My brave is 30' two slides and goes over 9000kg. hope that helps a little. If they say in their ads thats its on a workhorse chassis and quote the number, ie W18 that refers to 18,000lbs (just over 8 tonnes)

Olley


----------



## 98585 (Apr 9, 2006)

Many Rvs have been down rated/plated to the magic 7.5t and this can, but not always, leave you with very little payload. I saw a 32ft Rv with one large slide, only having a 300kg payload, and that is what the dealer was admitting to! Weighing it may have proved that it had even less! These downplated RVs are easily able to carry a ton or two of payload safely, but because of the new plate, illegally! Ask the dealers about payload, and get it in writing if at all possible.


----------



## 104705 (May 24, 2007)

These were the hurdles that I was anticipating. Perhaps a C course is on the cards first?


----------



## 98585 (Apr 9, 2006)

Freetochat said:


> These were the hurdles that I was anticipating. Perhaps a C course is on the cards first?


You know it makes sense


----------



## 99926 (Jul 7, 2006)

We are looking at RV's of all types as we are going to take the plunge and go fulltime within the next 6 months.

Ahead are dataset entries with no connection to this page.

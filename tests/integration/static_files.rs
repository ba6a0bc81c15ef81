//! Static file serving tests

use std::fs;
use std::os::unix::fs::PermissionsExt;
use std::time::{Duration, SystemTime};

use crate::helpers::*;
use reqwest::StatusCode;

#[tokio::test]
async fn test_serve_text_file() {
    let server = TestServer::new();
    let resp = server.get("/hello.txt").await;

    assert_status(&resp, StatusCode::OK);
    assert_header(&resp, "content-type", "text/plain");
    assert_header(&resp, "content-length", "14");
    assert_header(&resp, "accept-ranges", "bytes");
    assert_has_header(&resp, "last-modified");
    assert_eq!(resp.text().await.unwrap(), "Hello, world!\n");
}

#[tokio::test]
async fn test_content_type_from_table() {
    let server = TestServer::new();
    let resp = server.get("/styles.css").await;
    assert_header(&resp, "content-type", "text/css");
}

#[tokio::test]
async fn test_unknown_extension_uses_default_type() {
    let server = TestServer::new();
    fs::write(server.path("blob.unknownext"), "x").unwrap();
    let resp = server.get("/blob.unknownext").await;
    assert_header(&resp, "content-type", "text/plain");
}

#[tokio::test]
async fn test_binary_file_intact() {
    let server = TestServer::new();
    let resp = server.get("/data.bin").await;
    let body = resp.bytes().await.unwrap();
    assert_eq!(body.to_vec(), (0u8..=255).collect::<Vec<u8>>());
}

#[tokio::test]
async fn test_empty_file() {
    let server = TestServer::new();
    let resp = server.get("/empty.txt").await;
    assert_status(&resp, StatusCode::OK);
    assert_header(&resp, "content-length", "0");
}

#[tokio::test]
async fn test_static_file_not_found() {
    let server = TestServer::new();
    let resp = server.get("/nonexistent.css").await;
    assert_status(&resp, StatusCode::NOT_FOUND);
    assert_header_starts_with(&resp, "content-type", "text/html");
}

#[tokio::test]
async fn test_unreadable_file_forbidden() {
    if unsafe { libc::geteuid() } == 0 {
        return;
    }
    let server = TestServer::new();
    let path = server.path("secret.txt");
    fs::write(&path, "hidden").unwrap();
    fs::set_permissions(&path, fs::Permissions::from_mode(0o000)).unwrap();

    let resp = server.get("/secret.txt").await;
    assert_status(&resp, StatusCode::FORBIDDEN);
}

#[tokio::test]
async fn test_percent_encoded_path() {
    let server = TestServer::new();
    fs::write(server.path("with space.txt"), "spaced").unwrap();
    let resp = server.get("/with%20space.txt").await;
    assert_status(&resp, StatusCode::OK);
    assert_eq!(resp.text().await.unwrap(), "spaced");
}

#[tokio::test]
async fn test_query_string_ignored_for_files() {
    let server = TestServer::new();
    let resp = server.get("/hello.txt?v=2").await;
    assert_status(&resp, StatusCode::OK);
}

#[tokio::test]
async fn test_trailing_slash_on_file() {
    let server = TestServer::new();
    let resp = server.get("/hello.txt/").await;
    assert_status(&resp, StatusCode::NOT_FOUND);
}

#[tokio::test]
async fn test_directory_without_slash_redirects() {
    let server = TestServer::new();
    let resp = server.get("/docs?x=1").await;

    assert_status(&resp, StatusCode::MOVED_PERMANENTLY);
    let expected = format!("http://{}/docs/?x=1", server.addr());
    assert_header(&resp, "location", &expected);
}

#[test]
fn test_directory_traversal_protection() {
    let server = TestServer::new();

    // Sent raw; HTTP clients normalize dot segments away.
    for target in ["/../../../etc/passwd", "/%2e%2e/%2e%2e/etc/passwd", "/docs/../../etc/passwd"] {
        let req = format!("GET {} HTTP/1.1\r\nHost: localhost\r\nConnection: close\r\n\r\n", target);
        let resp = server.raw(req.as_bytes());
        assert!(
            resp.starts_with("HTTP/1.1 403") || resp.starts_with("HTTP/1.1 400"),
            "Expected 400 or 403 for {}, got: {}",
            target,
            resp.lines().next().unwrap_or("")
        );
        assert!(!resp.contains("root:"));
    }
}

#[test]
fn test_dot_segments_inside_root_resolve() {
    let server = TestServer::new();
    let resp = server.raw(b"GET /docs/../hello.txt HTTP/1.1\r\nHost: localhost\r\nConnection: close\r\n\r\n");
    assert!(resp.starts_with("HTTP/1.1 200"), "got: {}", resp);
    assert!(resp.ends_with("Hello, world!\n"));
}

#[tokio::test]
async fn test_symlink_outside_root_followed() {
    let server = TestServer::new();
    let outside = server.aux.path().join("outside.txt");
    fs::write(&outside, "outside").unwrap();
    std::os::unix::fs::symlink(&outside, server.path("link.txt")).unwrap();

    // Only request paths are confined, not symlink targets.
    let resp = server.get("/link.txt").await;
    assert_status(&resp, StatusCode::OK);
}

#[tokio::test]
async fn test_byte_range() {
    let server = TestServer::new();
    let resp = server
        .get_with_headers("/data.bin", &[("range", "bytes=10-19")])
        .await;

    assert_status(&resp, StatusCode::PARTIAL_CONTENT);
    assert_header(&resp, "content-range", "bytes 10-19/256");
    assert_header(&resp, "content-length", "10");
    assert_eq!(resp.bytes().await.unwrap().to_vec(), (10u8..20).collect::<Vec<u8>>());
}

#[tokio::test]
async fn test_suffix_and_open_ranges() {
    let server = TestServer::new();

    let resp = server.get_with_headers("/data.bin", &[("range", "bytes=-6")]).await;
    assert_status(&resp, StatusCode::PARTIAL_CONTENT);
    assert_header(&resp, "content-range", "bytes 250-255/256");

    let resp = server.get_with_headers("/data.bin", &[("range", "bytes=200-")]).await;
    assert_status(&resp, StatusCode::PARTIAL_CONTENT);
    assert_header(&resp, "content-range", "bytes 200-255/256");

    let resp = server.get_with_headers("/data.bin", &[("range", "bytes=250-9999")]).await;
    assert_header(&resp, "content-range", "bytes 250-255/256");
}

#[tokio::test]
async fn test_unsatisfiable_range() {
    let server = TestServer::new();
    let resp = server.get_with_headers("/data.bin", &[("range", "bytes=256-")]).await;

    assert_status(&resp, StatusCode::RANGE_NOT_SATISFIABLE);
    assert_header(&resp, "content-range", "bytes */256");
}

#[tokio::test]
async fn test_ignored_ranges_serve_full_file() {
    let server = TestServer::new();
    for range in ["bytes=0-1,5-6", "items=0-1", "bytes=9-3", "bytes=0-255"] {
        let resp = server.get_with_headers("/data.bin", &[("range", range)]).await;
        assert_status(&resp, StatusCode::OK);
        assert_header(&resp, "content-length", "256");
    }
}

#[tokio::test]
async fn test_if_modified_since() {
    let server = TestServer::new();
    let resp = server.get("/hello.txt").await;
    let last_modified = resp.headers()["last-modified"].to_str().unwrap().to_string();

    let resp = server
        .get_with_headers("/hello.txt", &[("if-modified-since", &last_modified)])
        .await;
    assert_status(&resp, StatusCode::NOT_MODIFIED);
    assert!(resp.bytes().await.unwrap().is_empty());

    let old = httpdate::fmt_http_date(SystemTime::now() - Duration::from_secs(86400 * 365));
    fs::write(server.path("hello.txt"), "Hello, world!\n").unwrap();
    let resp = server
        .get_with_headers("/hello.txt", &[("if-modified-since", &old)])
        .await;
    assert_status(&resp, StatusCode::OK);
}

#[tokio::test]
async fn test_bogus_if_modified_since_ignored() {
    let server = TestServer::new();
    let resp = server
        .get_with_headers("/hello.txt", &[("if-modified-since", "yesterday")])
        .await;
    assert_status(&resp, StatusCode::OK);
}

#[tokio::test]
async fn test_expires_headers() {
    let server = TestServer::with_config(|mut c| {
        c.server.expires.0 = Some(Duration::from_secs(3600));
        c
    });
    let resp = server.get("/hello.txt").await;
    assert_header(&resp, "cache-control", "max-age=3600");
    assert_has_header(&resp, "expires");
}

But I am getting very confused by the weight issue!! Have found a Georgie Boy landau 33ft with one slideout its a year 2000, 6.5 diesel workhorse, dealer informs us it is under 7.5 tons and the plate in the cab says it is, but having read several threads on here are we leaving ourselves with little or no payload?? Or is it "normal" for everyone to go over the payload limit and not worry about it ??


----------



## olley (May 1, 2005)

hi Jane if it is the maufactures plate ie. fitted by GB then you will be ok. If its a new plate fitted by the importer then its been downrated and you may have little or no payload. If your unsure get them to stick it on a weighbridge, imho if its 7 tonne or over forget it. Why, cause they won't weigh it with a full tank of gas or water plus all your bits and bobs.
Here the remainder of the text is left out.